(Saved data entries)
//! Application launcher catalogue.
//!
//! Each entry is a shortcut for one command run in the primary terminal
//! through [`Desktop::launch`](crate::Desktop::launch).

/// One launchable application.
#[derive(Clone, Copy, Debug, PartialEq, Eq)]
pub struct LauncherEntry {
    pub name: &'static str,
    pub command: &'static str,
    pub category: &'static str,
}

/// Every application, in display order.
pub const ENTRIES: &[LauncherEntry] = &[
    LauncherEntry { name: "Terminal", command: "clear", category: "System" },
    LauncherEntry { name: "About Me", command: "about", category: "Portfolio" },
    LauncherEntry { name: "Projects", command: "projects", category: "Portfolio" },
    LauncherEntry { name: "Resume", command: "resume", category: "Portfolio" },
    LauncherEntry { name: "Contact", command: "contact", category: "Portfolio" },
    LauncherEntry { name: "Help", command: "help", category: "System" },
];

/// Entries whose name, command or category contains `query`, ignoring case.
///
/// A blank query matches everything.
pub fn search(query: &str) -> Vec<&'static LauncherEntry> {
    let query = query.trim().to_lowercase();
    ENTRIES
        .iter()
        .filter(|entry| {
            query.is_empty()
                || [entry.name, entry.command, entry.category]
                    .iter()
                    .any(|field| field.to_lowercase().contains(&query))
        })
        .collect()
}

#[cfg(test)]
mod tests {
    use super::*;

    fn names(query: &str) -> Vec<&'static str> {
        search(query).into_iter().map(|e| e.name).collect()
    }

    #[test]
    fn test_blank_query_lists_everything() {
        assert_eq!(search("").len(), ENTRIES.len());
        assert_eq!(search("   ").len(), ENTRIES.len());
    }

    #[test]
    fn test_search_matches_any_field() {
        assert_eq!(names("RES"), ["Resume"]);
        assert_eq!(names("clear"), ["Terminal"]);
        assert_eq!(names("system"), ["Terminal", "Help"]);
        assert!(names("zzz").is_empty());
    }

    #[test]
    fn test_entries_are_registered_commands() {
        use std::sync::Arc;

        use crate::commands::Interpreter;
        use crate::models::fixtures;
        use crate::theme::ThemeCatalog;

        let interpreter = Interpreter::new(Arc::new(fixtures::sample()), &ThemeCatalog::bundled().unwrap());
        for entry in ENTRIES {
            assert!(
                interpreter.lookup(entry.command).is_some(),
                "{} is not registered",
                entry.command
            );
        }
    }
}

**Directions for this task**
Your task is to reproduce each entry exactly.

**Result below**
//! Application launcher catalogue.
//!
//! Each entry is a shortcut for one command run in the primary terminal
//! through [`Desktop::launch`](crate::Desktop::launch).

/// One launchable application.
#[derive(Clone, Copy, Debug, PartialEq, Eq)]
pub struct LauncherEntry {
    pub name: &'static str,
    pub command: &'static str,
    pub category: &'static str,
}

/// Every application, in display order.
pub const ENTRIES: &[LauncherEntry] = &[
    LauncherEntry { name: "Terminal", command: "clear", category: "System" },
    LauncherEntry { name: "About Me", command: "about", category: "Portfolio" },
    LauncherEntry { name: "Projects", command: "projects", category: "Portfolio" },
    LauncherEntry { name: "Resume", command: "resume", category: "Portfolio" },
    LauncherEntry { name: "Contact", command: "contact", category: "Portfolio" },
    LauncherEntry { name: "Help", command: "help", category: "System" },
];

/// Entries whose name, command or category contains `query`, ignoring case.
///
/// A blank query matches everything.
pub fn search(query: &str) -> Vec<&'static LauncherEntry> {
    let query = query.trim().to_lowercase();
    ENTRIES
        .iter()
        .filter(|entry| {
            query.is_empty()
                || [entry.name, entry.command, entry.category]
                    .iter()
                    .any(|field| field.to_lowercase().contains(&query))
        })
        .collect()
}

#[cfg(test)]
mod tests {
    use super::*;

    fn names(query: &str) -> Vec<&'static str> {
        search(query).into_iter().map(|e| e.name).collect()
    }

    #[test]
    fn test_blank_query_lists_everything() {
        assert_eq!(search("").len(), ENTRIES.len());
        assert_eq!(search("   ").len(), ENTRIES.len());
    }

    #[test]
    fn test_search_matches_any_field() {
        assert_eq!(names("RES"), ["Resume"]);
        assert_eq!(names("clear"), ["Terminal"]);
        assert_eq!(names("system"), ["Terminal", "Help"]);
        assert!(names("zzz").is_empty());
    }

    #[test]
    fn test_entries_are_registered_commands() {
        use std::sync::Arc;

        use crate::commands::Interpreter;
        use crate::models::fixtures;
        use crate::theme::ThemeCatalog;

        let interpreter = Interpreter::new(Arc::new(fixtures::sample()), &ThemeCatalog::bundled().unwrap());
        for entry in ENTRIES {
            assert!(
                interpreter.lookup(entry.command).is_some(),
                "{} is not registered",
                entry.command
            );
        }
    }
}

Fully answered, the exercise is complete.